No ancient or modern Church can bear comparison with the Church of England in the power of producing excellent preachers and parsons, who are also horsemen; but the author of “From Greenland’s Icy Mountains” represented a different phase of clerical life. There can be no question that, for one whose seat is not well down into the saddle, the Arabian is the pleasantest and the safest of all the chevaux de luxe of the world. No one can be called a coachmen who has never handled rougher teams than gentlemen’s ones, — never worked a coach, stage after stage, and grappled with them as they came — bolters, bo-kickers, and all sorts of reprobates. And neither should one whose equestrian experiences have been confined to Arabs make too sure that he is a horseman. While noting this, we would not be thought to suggest that the clientéle of the Arabian is in any considerable degree, formed of men who are not exactly centaurs. A far larger class of his admirers, in which are many of the strongest riders in the world, consists of those who, when they are in the saddle, have other things to think of than horsebreaking. An adjutant-general or an aide de-camp, whose charger is given to “sticking up,” as it is called, under saddle cannot perform his duty. We know as well as any one that Arabs also are sometimes difficult to ride. Even the gentlest have their little ways, especially with the timid; and we have known a few which would give any man an uneasy half hour, when it was inconvenient to treat them to all that they required to sober them — a right good gallop. But, as a rule, horses of this breed, when asked to go in one direction, do not insist on going in another direction, or fix themselves on their forelegs and curl up like hedgehogs. Their worst tantrums, compared, for example, with the sullen humours of the Australian buckjumper, remind us of the “Amaryllidis Iras.” If one or two of the many splendid Arabs which the late Emperor of the French collected had been preserved for his ill-starred son, the Prince Imperial, the fateful moment in Zululand would not have found him struggling with his charger.

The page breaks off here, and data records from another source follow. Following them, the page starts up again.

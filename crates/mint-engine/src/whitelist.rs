// mint-engine/src/whitelist.rs

//! Whitelist eligibility: the on-chain verifier and the offline tree builder.
//!
//! Trees use the `standard-v1` layout with leaf encoding
//! `["address", "uint256"]`, so roots and proofs interoperate with
//! OpenZeppelin's `StandardMerkleTree`.

use crate::{MintError, MintResult};
use collection_crypto::{whitelist_leaf, Address, CryptoError, Hash, MerkleTree};
use serde::{Deserialize, Serialize};
use std::collections::{HashMap, HashSet, VecDeque};

pub const DUMP_FORMAT: &str = "standard-v1";

/// Verifier state: the current root plus an explicit address list
#[derive(Debug, Clone, Default)]
pub struct Whitelist {
    root: Option<Hash>,
    listed: HashSet<Address>,
}

impl Whitelist {
    pub fn new(root: Option<Hash>) -> Self {
        let mut whitelist = Self::default();
        whitelist.set_root(root);
        whitelist
    }

    pub fn root(&self) -> Option<Hash> {
        self.root
    }

    /// Replace the root. A zero root disables proof-based minting.
    pub fn set_root(&mut self, root: Option<Hash>) {
        self.root = root.filter(|r| !r.is_zero());
    }

    pub fn is_enabled(&self) -> bool {
        self.root.is_some()
    }

    /// Check that `(address, allocation)` is committed to by the current root
    pub fn verify(&self, proof: &[Hash], address: &Address, allocation: u64) -> bool {
        match self.root {
            Some(root) => MerkleTree::verify(root, whitelist_leaf(address, allocation), proof),
            None => false,
        }
    }

    pub fn add_listed(&mut self, account: Address) -> bool {
        self.listed.insert(account)
    }

    pub fn remove_listed(&mut self, account: &Address) -> bool {
        self.listed.remove(account)
    }

    pub fn is_listed(&self, account: &Address) -> bool {
        self.listed.contains(account)
    }
}

/// One `(address, allocation)` pair
#[derive(Debug, Clone, Copy, PartialEq, Eq, Serialize, Deserialize)]
pub struct WhitelistEntry {
    pub address: Address,
    pub allocation: u64,
}

impl WhitelistEntry {
    pub fn new(address: Address, allocation: u64) -> Self {
        Self { address, allocation }
    }

    pub fn leaf(&self) -> Hash {
        whitelist_leaf(&self.address, self.allocation)
    }
}

/// Uint values appear as JSON numbers or decimal strings
#[derive(Debug, Clone, PartialEq, Eq, Serialize, Deserialize)]
#[serde(untagged)]
pub enum UintValue {
    Number(u64),
    Text(String),
}

impl UintValue {
    pub fn to_u64(&self) -> MintResult<u64> {
        match self {
            UintValue::Number(n) => Ok(*n),
            UintValue::Text(s) => s
                .trim()
                .parse()
                .map_err(|_| MintError::InvalidAmount(format!("'{}' is not a u64 allocation", s))),
        }
    }
}

/// Parse a whitelist file: a JSON array of `[address, allocation]` pairs
pub fn parse_whitelist_json(json: &str) -> MintResult<Vec<WhitelistEntry>> {
    let raw: Vec<(Address, UintValue)> = serde_json::from_str(json)
        .map_err(|e| CryptoError::DeserializationError(e.to_string()))?;

    raw.into_iter()
        .map(|(address, allocation)| -> MintResult<WhitelistEntry> {
            Ok(WhitelistEntry::new(address, allocation.to_u64()?))
        })
        .collect()
}

/// Serialized tree
#[derive(Debug, Clone, Serialize, Deserialize)]
pub struct WhitelistTreeDump {
    pub format: String,
    #[serde(rename = "leafEncoding")]
    pub leaf_encoding: Vec<String>,
    pub tree: Vec<Hash>,
    pub values: Vec<DumpValue>,
}

#[derive(Debug, Clone, Serialize, Deserialize)]
pub struct DumpValue {
    pub value: (Address, UintValue),
    #[serde(rename = "treeIndex")]
    pub tree_index: usize,
}

/// Tree over whitelist entries, remembering where each entry landed
#[derive(Debug, Clone)]
pub struct WhitelistTree {
    tree: MerkleTree,
    entries: Vec<(WhitelistEntry, usize)>,
}

impl WhitelistTree {
    pub fn build(entries: Vec<WhitelistEntry>) -> MintResult<Self> {
        let tree = MerkleTree::from_leaves(entries.iter().map(WhitelistEntry::leaf).collect())?;

        // Leaves sit at the tail in reverse sorted order; equal leaves keep
        // input order, the first claiming the highest slot.
        let nodes = tree.nodes();
        let leaf_start = nodes.len() - tree.leaf_count();
        let mut slots: HashMap<Hash, VecDeque<usize>> = HashMap::new();
        for index in (leaf_start..nodes.len()).rev() {
            slots.entry(nodes[index]).or_default().push_back(index);
        }

        let mut indexed = Vec::with_capacity(entries.len());
        for entry in entries {
            let index = slots
                .get_mut(&entry.leaf())
                .and_then(VecDeque::pop_front)
                .ok_or_else(|| CryptoError::MerkleError("leaf missing from tree".into()))?;
            indexed.push((entry, index));
        }

        Ok(Self {
            tree,
            entries: indexed,
        })
    }

    pub fn root(&self) -> Hash {
        self.tree.root()
    }

    pub fn len(&self) -> usize {
        self.entries.len()
    }

    pub fn is_empty(&self) -> bool {
        self.entries.is_empty()
    }

    pub fn entries(&self) -> impl Iterator<Item = &WhitelistEntry> {
        self.entries.iter().map(|(entry, _)| entry)
    }

    /// Proof for the first entry belonging to `address`
    pub fn proof_for(&self, address: &Address) -> Option<(WhitelistEntry, Vec<Hash>)> {
        let (entry, index) = self.entries.iter().find(|(e, _)| e.address == *address)?;
        let proof = self.tree.proof(*index).ok()?;
        Some((*entry, proof.into_siblings()))
    }

    pub fn dump(&self) -> WhitelistTreeDump {
        WhitelistTreeDump {
            format: DUMP_FORMAT.into(),
            leaf_encoding: vec!["address".into(), "uint256".into()],
            tree: self.tree.nodes().to_vec(),
            values: self
                .entries
                .iter()
                .map(|(entry, index)| DumpValue {
                    value: (entry.address, UintValue::Text(entry.allocation.to_string())),
                    tree_index: *index,
                })
                .collect(),
        }
    }

    /// Load a dump, checking the tree and every value against it
    pub fn load(dump: WhitelistTreeDump) -> MintResult<Self> {
        if dump.format != DUMP_FORMAT {
            return Err(CryptoError::DeserializationError(format!(
                "unknown tree format '{}'", dump.format
            ))
            .into());
        }
        if dump.leaf_encoding != ["address", "uint256"] {
            return Err(CryptoError::DeserializationError(format!(
                "unsupported leaf encoding {:?}", dump.leaf_encoding
            ))
            .into());
        }

        let tree = MerkleTree::from_nodes(dump.tree)?;
        let mut entries = Vec::with_capacity(dump.values.len());
        for value in dump.values {
            let allocation = value.value.1.to_u64()?;
            let entry = WhitelistEntry::new(value.value.0, allocation);
            let stored = tree.nodes().get(value.tree_index).copied();
            if stored != Some(entry.leaf()) {
                return Err(CryptoError::MerkleError(format!(
                    "value for {} does not match tree index {}",
                    entry.address, value.tree_index
                ))
                .into());
            }
            entries.push((entry, value.tree_index));
        }

        Ok(Self { tree, entries })
    }
}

It should also be remembered that, ever since Great Britain took charge of India, the Arabian horse has enjoyed extraordinary opportunities of shining in the public service. India has been surveyed and settled, not by the Englishman alone, but by the Englishman and his horse. Important divisions of its cavalry armament — notably the Lancers of the Nizam’s country and the Central India Horse — obtain a large number of remounts from the Arab horse-marts of Bombay. In the brief but difficult campaign of 1856 in Persia, the straight swords and Arab horses of the Bombay Light Calvary demoralized the Shah’s forces. Chargers from the Euphrates have carried our soldiers to Candahar and Cabul, to Pekin and to Magdala. More recently, in Burma, where it is extremely difficult to keep foreign horses healthy, the cavalry of the Hyderabad Contingent added to the high reputation which it inherits.”